Human rights activists have also criticized Cheney's company for its

questionable role in Algeria, Angola, Bosnia, Croatia, Haiti, Rwanda,

Somalia, Indonesia, and other volatile trouble spots. In Russia,

Halliburton's partner, Tyumen Oil, has been accused of committing massive

fraud to gain control of a Siberian oil field.

 

And in oil-rich Nigeria, Halliburton worked with Shell and Chevron, which

were implicated in gross human rights violations and environmental calamities

in that country. Indeed, Cheney's firm increased its involvement in the Niger

Delta after the military government executed several ecology activists and

crushed popular protests against the oil industry.

 

Halliburton also had business dealings in Iran and Libya, which remain on the

State Department's list of terrorist states. Brown and Root, a Halliburton

subsidiary, was fined $3.8 million for reexporting U.S. goods to Libya in

violation of U.S. sanctions.

 

But in terms of sheer hypocrisy, Halliburton's relationship with Saddam

Hussein is hard to top. What's more, Cheney lied about his company's

activities in Iraq when journalists fleetingly raised the issue during the

campaign.

 

Questioned by Sam Donaldson on ABC's This Week program in August, Cheney

bluntly asserted that Halliburton had no dealings with the Iraqi regime while

he was on board.

 

Donaldson: I'm told, and correct me if I'm wrong, that Halliburton, through

subsidiaries, was actually trying to do business in Iraq?

 

Cheney: No. No. I had a firm policy that I wouldn't do anything in Iraq even

arrangements that were supposedly legal.

 

And that was it! ABC News and the other U.S. networks dropped the issue like

a hot potato. As damning information about Halliburton surfaced in the

European press, American reporters stuck to old routines and took their cues

on how to cover the campaign from the two main political parties, both of

which had very little to say about official U.S. support for abusive

corporate policies at home and abroad.

 

But why, in this instance, didn't the Democrats stomp and scream about

Cheney's Iraq connection? The Gore campaign undoubtedly knew of Halliburton's

smarmy business dealings from the get-go.

 

Gore and Lieberman could have made hay about how the wannabe GOP veep had

been in cahoots with Saddam. Such explosive revelations may well have swayed

voters and boosted Gore's chances in what was shaping up to be a close

electoral contest.

 

The Democratic standard-bearers dropped the ball in part because

Halliburton's conduct was generally in accordance with the foreign policy of

the Clinton administration. Cheney is certainly not the only Washington mover

and shaker to have been affiliated with a company trading in Iraq. Former CIA John Deutsch, who served in a Democratic administration, is a member

of the board of directors of Schlumberger, the second-largest U.S.
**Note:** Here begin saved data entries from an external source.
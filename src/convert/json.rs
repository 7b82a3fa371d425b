//! HL7 ⇄ JSON in two shapes.
//!
//! The document shape keeps message properties plus a `segments` array whose `fields`
//! are index aligned with HL7 numbering (`fields[0]` is empty, `MSH` `fields[1]` is the
//! field separator). The flat shape is one object keyed `segment[occurrence]_field[_component[_sub]]`,
//! e.g. `pid_5_1`, `obx2_5` for the fifth field of the second `OBX`.
//!
//! Field values are carried in wire form, escape sequences intact, so both shapes
//! convert back to byte-identical segments.

use chrono::{DateTime, Utc};
use log::debug;
use regex::Regex;
use serde::{Deserialize, Serialize};
use serde_json::{Map, Value};
use std::collections::BTreeMap;
use std::sync::OnceLock;

use super::{assemble, checked_position, delimiters_from_header, segment_line};
use crate::error::Hl7Error;
use crate::hl7::delimiters::HEADER_SEGMENT;
use crate::hl7::{Delimiters, Hl7Message, Segment};

/// Segment order used when rebuilding from flat JSON; other types follow in order of appearance.
pub const CANONICAL_SEGMENT_ORDER: &[&str] = &["MSH", "EVN", "PID", "PV1", "OBX", "AL1", "DG1"];

#[derive(Debug, Clone, Copy, PartialEq, Eq)]
pub struct JsonOptions {
    pub include_metadata: bool,
    pub pretty: bool,
}

impl Default for JsonOptions {
    fn default() -> Self {
        JsonOptions {
            include_metadata: true,
            pretty: true,
        }
    }
}

#[derive(Debug, Clone, Serialize, Deserialize)]
#[serde(rename_all = "camelCase")]
struct JsonMessage {
    #[serde(default)]
    message_id: String,
    #[serde(default)]
    message_type: String,
    #[serde(default)]
    version: String,
    #[serde(default)]
    timestamp: Option<DateTime<Utc>>,
    #[serde(default)]
    is_valid: bool,
    #[serde(default, skip_serializing_if = "Vec::is_empty")]
    validation_errors: Vec<String>,
    #[serde(default, skip_serializing_if = "Option::is_none")]
    metadata: Option<JsonMetadata>,
    #[serde(default)]
    delimiters: Option<JsonDelimiters>,
    segments: Vec<JsonSegment>,
}

#[derive(Debug, Clone, Serialize, Deserialize)]
#[serde(rename_all = "camelCase")]
struct JsonMetadata {
    sending_application: String,
    sending_facility: String,
    receiving_application: String,
    receiving_facility: String,
    message_code: String,
    trigger_event: String,
    control_id: String,
    processing_id: String,
}

#[derive(Debug, Clone, Copy, Serialize, Deserialize)]
#[serde(rename_all = "camelCase")]
struct JsonDelimiters {
    field: char,
    component: char,
    repetition: char,
    escape: char,
    sub_component: char,
}

impl From<Delimiters> for JsonDelimiters {
    fn from(d: Delimiters) -> Self {
        JsonDelimiters {
            field: d.field,
            component: d.component,
            repetition: d.repetition,
            escape: d.escape,
            sub_component: d.sub_component,
        }
    }
}

impl From<JsonDelimiters> for Delimiters {
    fn from(d: JsonDelimiters) -> Self {
        Delimiters {
            field: d.field,
            component: d.component,
            repetition: d.repetition,
            escape: d.escape,
            sub_component: d.sub_component,
        }
    }
}

#[derive(Debug, Clone, Serialize, Deserialize)]
#[serde(rename_all = "camelCase")]
struct JsonSegment {
    segment_type: String,
    #[serde(default)]
    fields: Vec<String>,
}

pub fn to_json(message: &Hl7Message, options: &JsonOptions) -> Value {
    let document = JsonMessage {
        message_id: message.id.clone(),
        message_type: message.message_type.code().to_string(),
        version: message.version.clone(),
        timestamp: Some(message.timestamp),
        is_valid: message.is_valid,
        validation_errors: message.validation_errors.clone(),
        metadata: message
            .header
            .as_ref()
            .filter(|_| options.include_metadata)
            .map(|h| JsonMetadata {
                sending_application: h.sending_application.clone(),
                sending_facility: h.sending_facility.clone(),
                receiving_application: h.receiving_application.clone(),
                receiving_facility: h.receiving_facility.clone(),
                message_code: h.message_code.clone(),
                trigger_event: h.trigger_event.clone(),
                control_id: h.control_id.clone(),
                processing_id: h.processing_id.clone(),
            }),
        delimiters: Some(message.delimiters.into()),
        segments: message
            .segments
            .iter()
            .map(|s| JsonSegment {
                segment_type: s.segment_type.clone(),
                fields: std::iter::once(String::new())
                    .chain(s.fields.iter().map(|f| f.to_wire(&message.delimiters)))
                    .collect(),
            })
            .collect(),
    };
    serde_json::to_value(document).unwrap_or(Value::Null)
}

pub fn to_json_string(message: &Hl7Message, options: &JsonOptions) -> Result<String, Hl7Error> {
    let value = to_json(message, options);
    Ok(if options.pretty {
        serde_json::to_string_pretty(&value)?
    } else {
        serde_json::to_string(&value)?
    })
}

/// Rebuilds a message from the document shape.
pub fn from_json(value: Value) -> Result<Hl7Message, Hl7Error> {
    let document: JsonMessage = serde_json::from_value(value)?;
    if document.segments.is_empty() {
        return Err(Hl7Error::InvalidStructure("JSON document has no segments".to_string()));
    }

    let header_fields = document
        .segments
        .iter()
        .find(|s| s.segment_type == HEADER_SEGMENT)
        .map(|s| &s.fields);
    let delimiters = match (document.delimiters, header_fields) {
        (Some(d), _) => Delimiters::from(d),
        (None, Some(fields)) => delimiters_from_header(
            fields.get(1).map(String::as_str),
            fields.get(2).map(String::as_str),
        ),
        (None, None) => Delimiters::default(),
    };

    let lines: Vec<String> = document
        .segments
        .iter()
        .map(|s| {
            let fields: Vec<&str> = s.fields.iter().skip(1).map(String::as_str).collect();
            segment_line(&s.segment_type, &fields, &delimiters)
        })
        .collect();
    Ok(assemble(&lines))
}

pub fn from_json_str(text: &str) -> Result<Hl7Message, Hl7Error> {
    from_json(serde_json::from_str(text)?)
}

fn segment_prefix(segment_type: &str, occurrence: usize) -> String {
    let lower = segment_type.to_ascii_lowercase();
    if occurrence > 1 {
        format!("{}{}", lower, occurrence)
    } else {
        lower
    }
}

/// Flattens every field of every segment, empty ones included.
pub fn to_flat_json(message: &Hl7Message) -> Value {
    let d = &message.delimiters;
    let mut out = Map::new();
    let mut occurrences: BTreeMap<&str, usize> = BTreeMap::new();

    for segment in &message.segments {
        let occurrence = occurrences.entry(segment.segment_type.as_str()).or_insert(0);
        *occurrence += 1;
        let prefix = segment_prefix(&segment.segment_type, *occurrence);
        flatten_segment(segment, &prefix, d, &mut out);
    }
    Value::Object(out)
}

fn flatten_segment(segment: &Segment, prefix: &str, d: &Delimiters, out: &mut Map<String, Value>) {
    for field in &segment.fields {
        let key = format!("{}_{}", prefix, field.position);
        let literal = segment.is_header() && field.position <= 2;
        if literal || field.components.is_empty() || field.value.contains(d.repetition) {
            out.insert(key, Value::String(field.value.clone()));
            continue;
        }
        for component in &field.components {
            let key = format!("{}_{}", key, component.position);
            if component.sub_components.is_empty() {
                out.insert(key, Value::String(component.value.clone()));
            } else {
                for sub in &component.sub_components {
                    out.insert(format!("{}_{}", key, sub.position), Value::String(sub.value.clone()));
                }
            }
        }
    }
}

fn flat_key_pattern() -> Option<&'static Regex> {
    static PATTERN: OnceLock<Option<Regex>> = OnceLock::new();
    PATTERN
        .get_or_init(|| Regex::new(r"^([A-Za-z0-9]{3})(\d*)_(\d+)(?:_(\d+))?(?:_(\d+))?$").ok())
        .as_ref()
}

type Positions = BTreeMap<usize, BTreeMap<usize, BTreeMap<usize, String>>>;

#[derive(Default)]
struct FlatSegment {
    fields: Positions,
}

impl FlatSegment {
    fn field_value(&self, position: usize, d: &Delimiters) -> String {
        let Some(components) = self.fields.get(&position) else {
            return String::new();
        };
        if let (1, Some(subs)) = (components.len(), components.get(&0)) {
            return subs.get(&0).cloned().unwrap_or_default();
        }

        let max_component = components.keys().copied().max().unwrap_or(0);
        (1..=max_component)
            .map(|c| match components.get(&c) {
                None => String::new(),
                Some(subs) => match subs.get(&0) {
                    Some(whole) if subs.len() == 1 => whole.clone(),
                    _ => {
                        let max_sub = subs.keys().copied().max().unwrap_or(0);
                        (1..=max_sub)
                            .map(|s| subs.get(&s).cloned().unwrap_or_default())
                            .collect::<Vec<_>>()
                            .join(&d.sub_component.to_string())
                    }
                },
            })
            .collect::<Vec<_>>()
            .join(&d.component.to_string())
    }
}

fn scalar(value: &Value) -> String {
    match value {
        Value::String(s) => s.clone(),
        Value::Null => String::new(),
        other => other.to_string(),
    }
}

/// Rebuilds a message from the flat shape.
///
/// Keys that do not follow the naming scheme are ignored. Segments come out in
/// [`CANONICAL_SEGMENT_ORDER`], then any other types in order of first appearance.
pub fn from_flat_json(value: &Value) -> Result<Hl7Message, Hl7Error> {
    let object = value
        .as_object()
        .ok_or_else(|| Hl7Error::InvalidStructure("flat JSON must be an object".to_string()))?;

    let pattern = flat_key_pattern()
        .ok_or_else(|| Hl7Error::InvalidStructure("flat key pattern unavailable".to_string()))?;
    let mut segments: BTreeMap<(String, usize), FlatSegment> = BTreeMap::new();
    let mut appearance: Vec<String> = Vec::new();

    for (key, value) in object {
        let Some(caps) = pattern.captures(key) else {
            debug!("Ignoring flat JSON key '{}'", key);
            continue;
        };
        let segment_type = caps[1].to_ascii_uppercase();
        let occurrence = match &caps[2] {
            "" => 1,
            digits => checked_position(digits)?.max(1),
        };
        let index = |i: usize| caps.get(i).map_or(Ok(0), |m| checked_position(m.as_str()));
        let (field, component, sub) = (index(3)?, index(4)?, index(5)?);
        if field == 0 {
            continue;
        }

        if !appearance.contains(&segment_type) {
            appearance.push(segment_type.clone());
        }
        segments
            .entry((segment_type, occurrence))
            .or_default()
            .fields
            .entry(field)
            .or_default()
            .entry(component)
            .or_default()
            .insert(sub, scalar(value));
    }

    let header = segments.get(&(HEADER_SEGMENT.to_string(), 1));
    let delimiters = match header {
        Some(msh) => delimiters_from_header(
            Some(msh.field_value(1, &Delimiters::default())).as_deref(),
            Some(msh.field_value(2, &Delimiters::default())).as_deref(),
        ),
        None => return Err(Hl7Error::MissingHeader),
    };

    let mut order: Vec<String> = CANONICAL_SEGMENT_ORDER.iter().map(|s| s.to_string()).collect();
    order.extend(appearance.into_iter().filter(|t| !CANONICAL_SEGMENT_ORDER.contains(&t.as_str())));

    let mut lines = Vec::new();
    for segment_type in &order {
        for ((_, _), segment) in segments.range((segment_type.clone(), 0)..=(segment_type.clone(), usize::MAX)) {
            let max_field = segment.fields.keys().copied().max().unwrap_or(0);
            let values: Vec<String> = (1..=max_field).map(|f| segment.field_value(f, &delimiters)).collect();
            let fields: Vec<&str> = values.iter().map(String::as_str).collect();
            lines.push(segment_line(segment_type, &fields, &delimiters));
        }
    }
    Ok(assemble(&lines))
}

pub fn from_flat_json_str(text: &str) -> Result<Hl7Message, Hl7Error> {
    from_flat_json(&serde_json::from_str(text)?)
}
oil-services company, which also does business through subsidiaries in Iraq.

 

Despite occasional rhetorical skirmishes, a bipartisan foreign-policy

consensus prevails on Capital Hill, where the commitment to human rights,

with a few notable exceptions, is about as deep as an oil slick.

 

Truth be told, trading with the enemy is a time-honored American corporate

practice or perhaps " malpractice " would be a more appropriate description of

big-business ties to repressive regimes.

 

Given that Saddam Hussein, the pariah du jour, has often been compared to

Hitler, it's worth pointing out that several blue-chip U.S. firms profited

from extensive commercial dealings with Nazi Germany.

 

Shockingly, some American companies =96 including Standard Oil, Ford, ITT,

GM, and General Electric secretly kept trading with the Nazi enemy while

American soldiers fought and died during World War II.

 

Today General Electric is among the companies that are back in business with

Saddam Hussein, even as American jets and battleships attack Iraq on a weekly

basis using weapons made by G.E. But the United Nations sanctions committee,

dominated by U.S. officials, has routinely blocked medicines and other

essential items from being delivered to Iraq through the oil-for-food

program, claiming they have a potential military " dual use. " These sanctions

have taken a terrible toll on ordinary Iraqis, and on children in particular,

while the likes of Halliburton and G.E. continue to lubricate their coffers.